*** Opening DATA FOR THE TASK ***
// jnativetracer/src/sys/jni.rs
//
// JNI (Java Native Interface) types and function tables.
//
// Only the slots the agent calls are typed. Every other slot is kept as an
// opaque pointer so the struct layout still matches jni.h exactly; the
// indices below are the 0-based positions from the JDK header and have been
// stable since JDK 1.6.

#![allow(non_upper_case_globals)]
#![allow(non_camel_case_types)]
#![allow(non_snake_case)]

use std::ffi::c_void;
use std::os::raw::c_char;

// =============================================================================
// Primitive Types
// =============================================================================

pub type jint = i32;
pub type jlong = i64;
pub type jbyte = i8;
pub type jboolean = u8;
pub type jchar = u16;
pub type jshort = i16;
pub type jfloat = f32;
pub type jdouble = f64;
pub type jsize = jint;

// =============================================================================
// Reference Types (opaque pointers)
// =============================================================================

pub type jobject = *mut c_void;
pub type jclass = jobject;
pub type jthread = jobject;

pub type jmethodID = *mut c_void;
pub type jfieldID = *mut c_void;

#[repr(C)]
#[derive(Copy, Clone)]
pub union jvalue {
    pub z: jboolean,
    pub b: jbyte,
    pub c: jchar,
    pub s: jshort,
    pub i: jint,
    pub j: jlong,
    pub f: jfloat,
    pub d: jdouble,
    pub l: jobject,
}

// =============================================================================
// Constants
// =============================================================================

pub const JNI_OK: jint = 0;
pub const JNI_ERR: jint = -1;

pub const JNI_FALSE: jboolean = 0;

/// An untyped vtable slot.
pub type Slot = *const c_void;

// =============================================================================
// JNINativeInterface_ - The JNI function table
// =============================================================================

#[repr(C)]
pub struct JNINativeInterface_ {
    // 0-3
    pub reserved: [Slot; 4],

    // 4-5: GetVersion, DefineClass
    pub _slots_4_5: [Slot; 2],
    // 6
    pub FindClass: unsafe extern "system" fn(env: *mut JNIEnv, name: *const c_char) -> jclass,
    // 7-14: reflection, class hierarchy, Throw, ThrowNew
    pub _slots_7_14: [Slot; 8],

    // 15: ExceptionOccurred
    pub _slots_15: [Slot; 1],
    // 16-17
    pub ExceptionDescribe: unsafe extern "system" fn(env: *mut JNIEnv),
    pub ExceptionClear: unsafe extern "system" fn(env: *mut JNIEnv),
    // 18-20: FatalError, PushLocalFrame, PopLocalFrame
    pub _slots_18_20: [Slot; 3],

    // 21-23
    pub NewGlobalRef: unsafe extern "system" fn(env: *mut JNIEnv, lobj: jobject) -> jobject,
    pub DeleteGlobalRef: unsafe extern "system" fn(env: *mut JNIEnv, gref: jobject),
    pub DeleteLocalRef: unsafe extern "system" fn(env: *mut JNIEnv, obj: jobject),
    // 24-93: object creation, instance method calls
    pub _slots_24_93: [Slot; 70],

    // 94
    pub GetFieldID: unsafe extern "system" fn(
        env: *mut JNIEnv,
        clazz: jclass,
        name: *const c_char,
        sig: *const c_char,
    ) -> jfieldID,
    // 95-112: instance field accessors
    pub _slots_95_112: [Slot; 18],

    // 113
    pub GetStaticMethodID: unsafe extern "system" fn(
        env: *mut JNIEnv,
        clazz: jclass,
        name: *const c_char,
        sig: *const c_char,
    ) -> jmethodID,
    // 114-142: static method calls up to CallStaticVoidMethodV
    pub _slots_114_142: [Slot; 29],

    // 143-144
    pub CallStaticVoidMethodA:
        unsafe extern "system" fn(env: *mut JNIEnv, cls: jclass, methodID: jmethodID, args: *const jvalue),
    pub GetStaticFieldID: unsafe extern "system" fn(
        env: *mut JNIEnv,
        clazz: jclass,
        name: *const c_char,
        sig: *const c_char,
    ) -> jfieldID,
    // 145-227: static field accessors, strings, arrays, monitors, NIO
    pub _slots_145_227: [Slot; 83],

    // 228
    pub ExceptionCheck: unsafe extern "system" fn(env: *mut JNIEnv) -> jboolean,
}

/// JNIEnv is directly the vtable pointer (C ABI definition)
pub type JNIEnv = *const JNINativeInterface_;

// =============================================================================
// JNIInvokeInterface_ - The JavaVM function table
// =============================================================================

#[repr(C)]
pub struct JNIInvokeInterface_ {
    pub reserved: [Slot; 3],

    pub DestroyJavaVM: unsafe extern "system" fn(vm: *mut JavaVM) -> jint,
    pub AttachCurrentThread:
        unsafe extern "system" fn(vm: *mut JavaVM, penv: *mut *mut c_void, args: *mut c_void) -> jint,
    pub DetachCurrentThread: unsafe extern "system" fn(vm: *mut JavaVM) -> jint,
    pub GetEnv:
        unsafe extern "system" fn(vm: *mut JavaVM, penv: *mut *mut c_void, version: jint) -> jint,
}

/// JavaVM is directly the vtable pointer (C ABI definition)
pub type JavaVM = *const JNIInvokeInterface_;

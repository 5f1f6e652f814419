//! Error types.
//!
//! Configuration errors abort the load. Trigger errors degrade the tracer to
//! always-on mode. Host errors raised while tracing are logged and dropped;
//! nothing here is ever allowed to take the instrumented application down.

use thiserror::Error;

use crate::sys::jni;

/// A rejected agent option string. The whole string is rejected.
#[derive(Debug, Clone, PartialEq, Eq, Error)]
pub enum ConfigError {
    #[error("invalid configuration `{token}`: expected key=value")]
    MalformedOption { token: String },

    #[error("unknown {key} value: {value}")]
    InvalidValue { key: String, value: String },

    #[error("invalid trigger configuration `{value}`: expected <className>::<fieldName>")]
    InvalidTrigger { value: String },

    #[error("unknown configuration: {token}")]
    UnknownOption { key: String, token: String },
}

/// The watched field could not be resolved or watched.
#[derive(Debug, Error)]
pub enum TriggerError {
    #[error("could not find {class}")]
    ClassNotFound { class: String },

    #[error("could not find {field} from {class}")]
    FieldNotFound { class: String, field: String },

    #[error("could not watch {class}::{field}: {source}")]
    Watch {
        class: String,
        field: String,
        #[source]
        source: HostError,
    },
}

/// A failure reported by the instrumentation host.
#[derive(Debug, Clone, PartialEq, Eq, Error)]
#[error("{operation} failed: {reason}")]
pub struct HostError {
    pub operation: &'static str,
    pub reason: String,
}

impl HostError {
    pub fn new(operation: &'static str, reason: impl Into<String>) -> Self {
        Self {
            operation,
            reason: reason.into(),
        }
    }
}

/// Why `Agent_OnLoad` refused to attach.
#[derive(Debug, Error)]
pub enum LoadError {
    #[error(transparent)]
    Config(#[from] ConfigError),

    #[error("could not obtain a JVMTI environment (JNI status {0})")]
    Environment(jni::jint),

    #[error(transparent)]
    Host(#[from] HostError),
}
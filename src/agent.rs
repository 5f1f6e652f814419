//! The JVMTI binding: [`NativeTracer`] is the agent exported from the
//! library, and [`JvmHost`] adapts one callback's JVMTI and JNI environments
//! to the [`Host`] the tracer is written against.

use std::borrow::Cow;
use std::os::raw::c_char;
use std::ptr;
use std::sync::{Arc, OnceLock};

use parking_lot::RwLock;
use tracing::{debug, error};

use crate::config::TracerConfig;
use crate::env::{JniEnv, Jvmti, MethodName};
use crate::error::{HostError, LoadError};
use crate::host::{FieldKind, Host, MethodDescriptor};
use crate::sys::{jni, jvmti};
use crate::tracer::Tracer;
use crate::Agent;

const THREAD_CLASS: &str = "java/lang/Thread";
const DUMP_STACK: &str = "dumpStack";
const DUMP_STACK_SIG: &str = "()V";
const BOOLEAN_SIG: &str = "Z";

/// `Thread.dumpStack()`, resolved once at init.
struct StackDumper {
    thread_class: jni::jclass,
    dump_stack: jni::jmethodID,
}

// SAFETY: `thread_class` is a global reference and `dump_stack` a method ID;
// both are valid on every thread until the VM dies.
unsafe impl Send for StackDumper {}
unsafe impl Sync for StackDumper {}

/// The native method tracer agent.
#[derive(Default)]
pub struct NativeTracer {
    tracer: RwLock<Option<Arc<Tracer>>>,
    // Never released: the global reference is needed until the VM is gone.
    stack: OnceLock<StackDumper>,
}

impl NativeTracer {
    fn load(&self, vm: *mut jni::JavaVM, options: &str) -> Result<(), LoadError> {
        let config = TracerConfig::parse(options)?;
        debug!(?config, "parsed options");

        let jvmti = Jvmti::new(vm).map_err(LoadError::Environment)?;

        jvmti
            .add_capabilities_with(|caps| {
                caps.set_can_generate_field_modification_events(true);
                caps.set_can_generate_method_entry_events(true);
            })
            .map_err(|err| host_error(&jvmti, "AddCapabilities", err))?;

        jvmti
            .set_event_callbacks(crate::event_callbacks())
            .map_err(|err| host_error(&jvmti, "SetEventCallbacks", err))?;

        *self.tracer.write() = Some(Arc::new(Tracer::stdout(config)));

        jvmti
            .set_event_notification_mode(true, jvmti::JVMTI_EVENT_VM_INIT, ptr::null_mut())
            .map_err(|err| host_error(&jvmti, "SetEventNotificationMode(VMInit)", err))?;

        Ok(())
    }

    /// The live tracer. The lock is not held while the tracer runs, so an
    /// event nested inside another never waits on it.
    fn tracer(&self) -> Option<Arc<Tracer>> {
        self.tracer.read().clone()
    }

    fn host<'a>(&'a self, jvmti: &Jvmti, jni: &'a JniEnv) -> JvmHost<'a> {
        JvmHost {
            jvmti: *jvmti,
            jni,
            stack: &self.stack,
        }
    }
}

impl Agent for NativeTracer {
    fn on_load(&self, vm: *mut jni::JavaVM, options: &str) -> jni::jint {
        crate::logging::init();

        match self.load(vm, options) {
            Ok(()) => jni::JNI_OK,
            Err(err) => {
                error!("{err}");
                *self.tracer.write() = None;
                jni::JNI_ERR
            }
        }
    }

    fn on_unload(&self) {
        if self.tracer.write().take().is_some() {
            debug!("tracer released");
        }
    }

    fn vm_init(&self, jvmti: &Jvmti, jni: &JniEnv, _thread: jni::jthread) {
        if let Some(tracer) = self.tracer() {
            tracer.on_init(&self.host(jvmti, jni));
        }
    }

    fn field_modification(
        &self,
        jvmti: &Jvmti,
        jni: &JniEnv,
        _thread: jni::jthread,
        _field_klass: jni::jclass,
        _object: jni::jobject,
        _field: jni::jfieldID,
        signature_type: c_char,
        new_value: jni::jvalue,
    ) {
        if signature_type as u8 != b'Z' {
            return;
        }
        let Some(tracer) = self.tracer() else {
            return;
        };
        // SAFETY: the signature type says the boolean member is the live one.
        let value = unsafe { new_value.z } != jni::JNI_FALSE;
        tracer.on_field_write(&self.host(jvmti, jni), value);
    }

    fn method_entry(&self, jvmti: &Jvmti, jni: &JniEnv, _thread: jni::jthread, method: jni::jmethodID) {
        if let Some(tracer) = self.tracer() {
            tracer.on_method_entry(&self.host(jvmti, jni), method);
        }
    }
}

fn host_error(jvmti: &Jvmti, operation: &'static str, err: jvmti::jvmtiError) -> HostError {
    HostError::new(operation, jvmti.describe_error(err))
}

/// The VM as seen from a single JVMTI callback.
pub struct JvmHost<'a> {
    jvmti: Jvmti,
    jni: &'a JniEnv,
    stack: &'a OnceLock<StackDumper>,
}

impl JvmHost<'_> {
    fn error(&self, operation: &'static str, err: jvmti::jvmtiError) -> HostError {
        host_error(&self.jvmti, operation, err)
    }

    fn set_event(&self, enabled: bool, event: u32, operation: &'static str) -> Result<(), HostError> {
        self.jvmti
            .set_event_notification_mode(enabled, event, ptr::null_mut())
            .map_err(|err| self.error(operation, err))
    }

    fn resolve_stack_dumper(&self) -> Result<StackDumper, HostError> {
        let local = self.jni.find_class(THREAD_CLASS).ok_or_else(|| {
            self.clear_pending_error();
            HostError::new("FindClass", format!("{THREAD_CLASS} not found"))
        })?;

        let resolved = self
            .jni
            .get_static_method_id(local, DUMP_STACK, DUMP_STACK_SIG)
            .ok_or_else(|| {
                self.clear_pending_error();
                HostError::new("GetStaticMethodID", format!("{THREAD_CLASS}.{DUMP_STACK}{DUMP_STACK_SIG} not found"))
            })
            .and_then(|dump_stack| {
                let thread_class = self
                    .jni
                    .new_global_ref(local)
                    .ok_or_else(|| HostError::new("NewGlobalRef", THREAD_CLASS))?;
                Ok(StackDumper {
                    thread_class,
                    dump_stack,
                })
            });

        self.jni.delete_local_ref(local);
        resolved
    }
}

impl Host for JvmHost<'_> {
    type Method = jni::jmethodID;
    type Class = jni::jclass;
    type Field = jni::jfieldID;
    type Name<'n>
        = MethodName
    where
        Self: 'n;

    fn find_class(&self, name: &str) -> Option<jni::jclass> {
        // FindClass wants internal names; accept the dotted form too.
        let internal = name.replace('.', "/");
        self.jni.find_class(&internal)
    }

    fn find_boolean_field(&self, class: &jni::jclass, name: &str, kind: FieldKind) -> Option<jni::jfieldID> {
        match kind {
            FieldKind::Instance => self.jni.get_field_id(*class, name, BOOLEAN_SIG),
            FieldKind::Static => self.jni.get_static_field_id(*class, name, BOOLEAN_SIG),
        }
    }

    fn describe_pending_error(&self) -> bool {
        if self.jni.exception_check() {
            self.jni.exception_describe();
            true
        } else {
            false
        }
    }

    fn clear_pending_error(&self) {
        if self.jni.exception_check() {
            self.jni.exception_clear();
        }
    }

    fn watch_field_writes(&self, class: &jni::jclass, field: jni::jfieldID) -> Result<(), HostError> {
        self.jvmti
            .set_field_modification_watch(*class, field)
            .map_err(|err| self.error("SetFieldModificationWatch", err))?;
        self.set_event(
            true,
            jvmti::JVMTI_EVENT_FIELD_MODIFICATION,
            "SetEventNotificationMode(FieldModification)",
        )
    }

    fn set_method_entry_events(&self, enabled: bool) -> Result<(), HostError> {
        self.set_event(enabled, jvmti::JVMTI_EVENT_METHOD_ENTRY, "SetEventNotificationMode(MethodEntry)")
    }

    fn is_native(&self, method: jni::jmethodID) -> Result<bool, HostError> {
        self.jvmti
            .is_method_native(method)
            .map_err(|err| self.error("IsMethodNative", err))
    }

    fn method_name(&self, method: jni::jmethodID) -> Result<MethodName, HostError> {
        self.jvmti
            .get_method_name(method)
            .map_err(|err| self.error("GetMethodName", err))
    }

    fn prepare_stack_dump(&self) -> Result<(), HostError> {
        if self.stack.get().is_some() {
            return Ok(());
        }
        let dumper = self.resolve_stack_dumper()?;
        if let Err(duplicate) = self.stack.set(dumper) {
            // Lost a race with another init; drop our reference.
            self.jni.delete_global_ref(duplicate.thread_class);
        }
        Ok(())
    }

    fn dump_stack(&self) {
        let Some(dumper) = self.stack.get() else {
            return;
        };
        self.jni
            .call_static_void_method(dumper.thread_class, dumper.dump_stack, &[]);
        if self.jni.exception_check() {
            self.jni.exception_describe();
        }
    }
}

impl MethodDescriptor for MethodName {
    fn name(&self) -> Cow<'_, str> {
        MethodName::name(self)
    }

    fn signature(&self) -> Cow<'_, str> {
        MethodName::signature(self)
    }
}
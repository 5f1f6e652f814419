//! Raw FFI layouts for the parts of JNI and JVMTI the tracer uses.

pub mod jni;
pub mod jvmti;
*** Closing DATA FOR THE TASK ***
**EXERCISE:** Retype only this range exactly: the first line of the data through the line where "since JDK 1.6." appears.

**WRITTEN RESPONSE:**
// jnativetracer/src/sys/jni.rs
//
// JNI (Java Native Interface) types and function tables.
//
// Only the slots the agent calls are typed. Every other slot is kept as an
// opaque pointer so the struct layout still matches jni.h exactly; the
// indices below are the 0-based positions from the JDK header and have been
// stable since JDK 1.6.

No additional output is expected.